Two new drugs for advanced renal cell carcinoma effectively increase progression-free survival in patients with the disease, according to separate studies published last week in the New England Journal of Medicine (2007; 356:125-34; and 115-24).

Sorafenib (Nexavar) appeared to double median progression-free survival in patients with advanced renal cell carcinoma, according to findings from the Treatment Approaches in Renal Cancer Global Evaluation Trial (TARGET).

More than 900 patients with advanced RCC were randomized one-to-one to receive either oral sorafenib, 400 mg, or placebo twice a day in the multi-national, placebo-controlled phase III study. Progression-free survival doubled to a median of 5.5 months in patients receiving sorafenib compared with 2.8 months in patients receiving placebo (p<.001). This represented a 56% reduction in the risk of progression (hazard ratio .44; 95% CI, 0.35 to 0.55) for patients on sorafenib versus placebo.
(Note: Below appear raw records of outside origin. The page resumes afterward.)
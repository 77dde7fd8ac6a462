// SPDX-License-Identifier: GPL-3.0-only

//! Centralized application settings and constants.

/// User agent sent with every request.
pub const USER_AGENT: &str = concat!("wordkiosk/", env!("CARGO_PKG_VERSION"));

/// Default tracing directive when `RUST_LOG` does not mention the crate.
pub const LOG_DIRECTIVE: &str = "wordkiosk=info";

/// Environment variable naming a configuration file.
pub const CONFIG_ENV: &str = "WORDKIOSK_CONFIG";

/// Environment variable overriding the service endpoint.
pub const ENDPOINT_ENV: &str = "WORDKIOSK_ENDPOINT";

/// Embedded default configuration.
pub const DEFAULT_CONFIG_RESOURCE: &str = "kiosk.json";

/// Embedded default layout table.
pub const DEFAULT_LAYOUTS_RESOURCE: &str = "layouts.json";
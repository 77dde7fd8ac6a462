// SPDX-License-Identifier: GPL-3.0-only

//! Client for the remote word-collection service.
//!
//! - [`SubmissionClient`] submits words with bounded, linearly backed-off
//!   retries, either in place or through a parking queue
//! - [`WordsReceiver`] polls the approved word collection
//! - [`WordTransport`] is the single-attempt seam; [`HttpTransport`] speaks
//!   JSON over HTTP
//!
//! # Example Usage
//!
//! ```rust,ignore
//! use wordkiosk::client::{HttpTransport, SubmissionClient};
//! use wordkiosk::config::KioskConfig;
//!
//! let config = KioskConfig::embedded()?.into_inner();
//! let transport = HttpTransport::new(&config.api)?;
//! let mut client = SubmissionClient::new(transport, &config.api);
//!
//! client.submit("hello", false).await?;
//! let reply = client.fetch_words(100, true, "1970-01-01T00:00:00.000Z").await?;
//! ```

pub mod error;
pub mod receiver;
pub mod submission;
pub mod transport;

#[cfg(test)]
pub(crate) mod testing;

pub use error::ClientError;
pub use receiver::WordsReceiver;
pub use submission::{DrainReport, SubmissionClient, SubmissionJob, SubmissionQueue, clean_word};
pub use transport::{
    HttpTransport, ReplyStatus, SubmitReply, WordPayload, WordRecord, WordTransport, WordsQuery,
    WordsReply, EPOCH_TIMESTAMP,
};
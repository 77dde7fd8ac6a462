// SPDX-License-Identifier: GPL-3.0-only

//! Caps state management for keyboard input.
//!
//! The caps key behaves like a phone keyboard shift key:
//!
//! - **Shift once**: a single tap upper-cases exactly the next character
//! - **Caps lock**: a second tap within the double-tap window locks upper case
//! - **Normal**: any other tap returns to lower case
//!
//! ```text
//! Normal    --tap-->                    ShiftOnce
//! ShiftOnce --tap within window-->      CapsLock
//! ShiftOnce --tap after window-->       Normal
//! ShiftOnce --character typed-->        Normal
//! CapsLock  --tap-->                    Normal
//! ```
//!
//! Only caps taps move the double-tap timer; other keys never reset it.
//!
//! # Example
//!
//! ```rust
//! use std::time::{Duration, Instant};
//! use wordkiosk::input::{CapsMode, CapsState};
//!
//! let mut caps = CapsState::new(Duration::from_millis(300));
//! let t0 = Instant::now();
//!
//! caps.tap(t0);
//! caps.tap(t0 + Duration::from_millis(100));
//! assert_eq!(caps.mode(), CapsMode::CapsLock);
//! ```

use std::time::{Duration, Instant};

/// The three caps modes.
#[derive(Debug, Clone, Copy, PartialEq, Eq, Default)]
pub enum CapsMode {
    /// Lower case
    #[default]
    Normal,
    /// Upper case for the next character only
    ShiftOnce,
    /// Upper case until the caps key is tapped again
    CapsLock,
}

impl CapsMode {
    /// Returns `true` if characters are currently upper-cased.
    #[must_use]
    pub fn is_upper(self) -> bool {
        !matches!(self, CapsMode::Normal)
    }
}

/// Tracks the caps mode and the time of the last caps tap.
#[derive(Debug, Clone)]
pub struct CapsState {
    /// Current mode
    mode: CapsMode,

    /// When the caps key was last tapped
    last_tap: Option<Instant>,

    /// Maximum gap between two taps that counts as a double tap
    double_tap_window: Duration,
}

impl CapsState {
    /// Creates a new `CapsState` in [`CapsMode::Normal`].
    #[must_use]
    pub fn new(double_tap_window: Duration) -> Self {
        Self {
            mode: CapsMode::Normal,
            last_tap: None,
            double_tap_window,
        }
    }

    /// Returns the current mode.
    #[must_use]
    pub fn mode(&self) -> CapsMode {
        self.mode
    }

    /// Returns `true` if characters are currently upper-cased.
    #[must_use]
    pub fn is_upper(&self) -> bool {
        self.mode.is_upper()
    }

    /// Handles a tap on the caps key at time `now` and returns the new mode.
    ///
    /// A tap arriving within the double-tap window of the previous tap while
    /// in shift-once mode locks caps rather than toggling it off.
    pub fn tap(&mut self, now: Instant) -> CapsMode {
        let previous = self.mode;
        let within_window = self
            .last_tap
            .is_some_and(|last| now.saturating_duration_since(last) < self.double_tap_window);

        self.mode = match self.mode {
            CapsMode::ShiftOnce if within_window => CapsMode::CapsLock,
            CapsMode::Normal => CapsMode::ShiftOnce,
            CapsMode::ShiftOnce | CapsMode::CapsLock => CapsMode::Normal,
        };
        self.last_tap = Some(now);

        tracing::debug!(
            "Caps mode changed: {:?} -> {:?} (double tap: {})",
            previous,
            self.mode,
            within_window
        );
        self.mode
    }

    /// Consumes a pending shift-once after a character was typed.
    ///
    /// Returns `true` if the mode changed.
    pub fn consume_shift(&mut self) -> bool {
        if self.mode == CapsMode::ShiftOnce {
            tracing::debug!("Shift-once consumed by character");
            self.mode = CapsMode::Normal;
            true
        } else {
            false
        }
    }
}

// ============================================================================
// Unit Tests
// ============================================================================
All patient subgroups examined benefited regardless of performance status or risk group, including patients who had not received conventional treatment with biologics, such as interleukin-2 (Proleukin) or interferon-alpha (Intron A).

"This landmark study demonstrated the efficacy, tolerability, and clinical benefit of Nexavar, which has rapidly become a valuable weapon against this devastating disease," said co-principal investigator Ronald Bukowski, MD, of The Cleveland Clinic Taussig Cancer Center.

In a second randomized, phase III trial, sunitinib malate (Sutent) was more effective than the conventional treatment given as an initial therapy in patients with advanced kidney cancer.

The multicenter study, led by Robert Motzer, MD, of Memorial Sloan-Kettering Cancer Center, New York, included 750 patients over the age of 18 years who were diagnosed with advanced kidney cancer and were previously untreated for the disease. Half were treated with a 6-week cycle of sunitinib, and half were treated with a 6-week cycle of interferon-alpha. The median progression-free survival for treatment with sunitinib was 11 months, compared with 5 months following treatment with interferon-alpha.

In addition, 31% of the patients in the sunitinib arm of the study experienced substantial tumor shrinkage compared with 6% of the patients receiving the standard treatment.

Dr. Motzer and his co-authors concluded that sunitinib is a new "reference standard of care" for first-line treatment of advanced kidney cancer.

"These studies are a major step forward in our struggle against kidney cancer," said James Brugarolas, MD, PhD, who authored an editorial about the two studies (N Engl J Med 2007; 356:185-7). "Both sunitinib and sorafenib have clear anti-tumor activity, and while increased anti-tumor activity might reasonably be expected to increase life expectancy, this might not be the case because of toxicities, which could affect patient survival."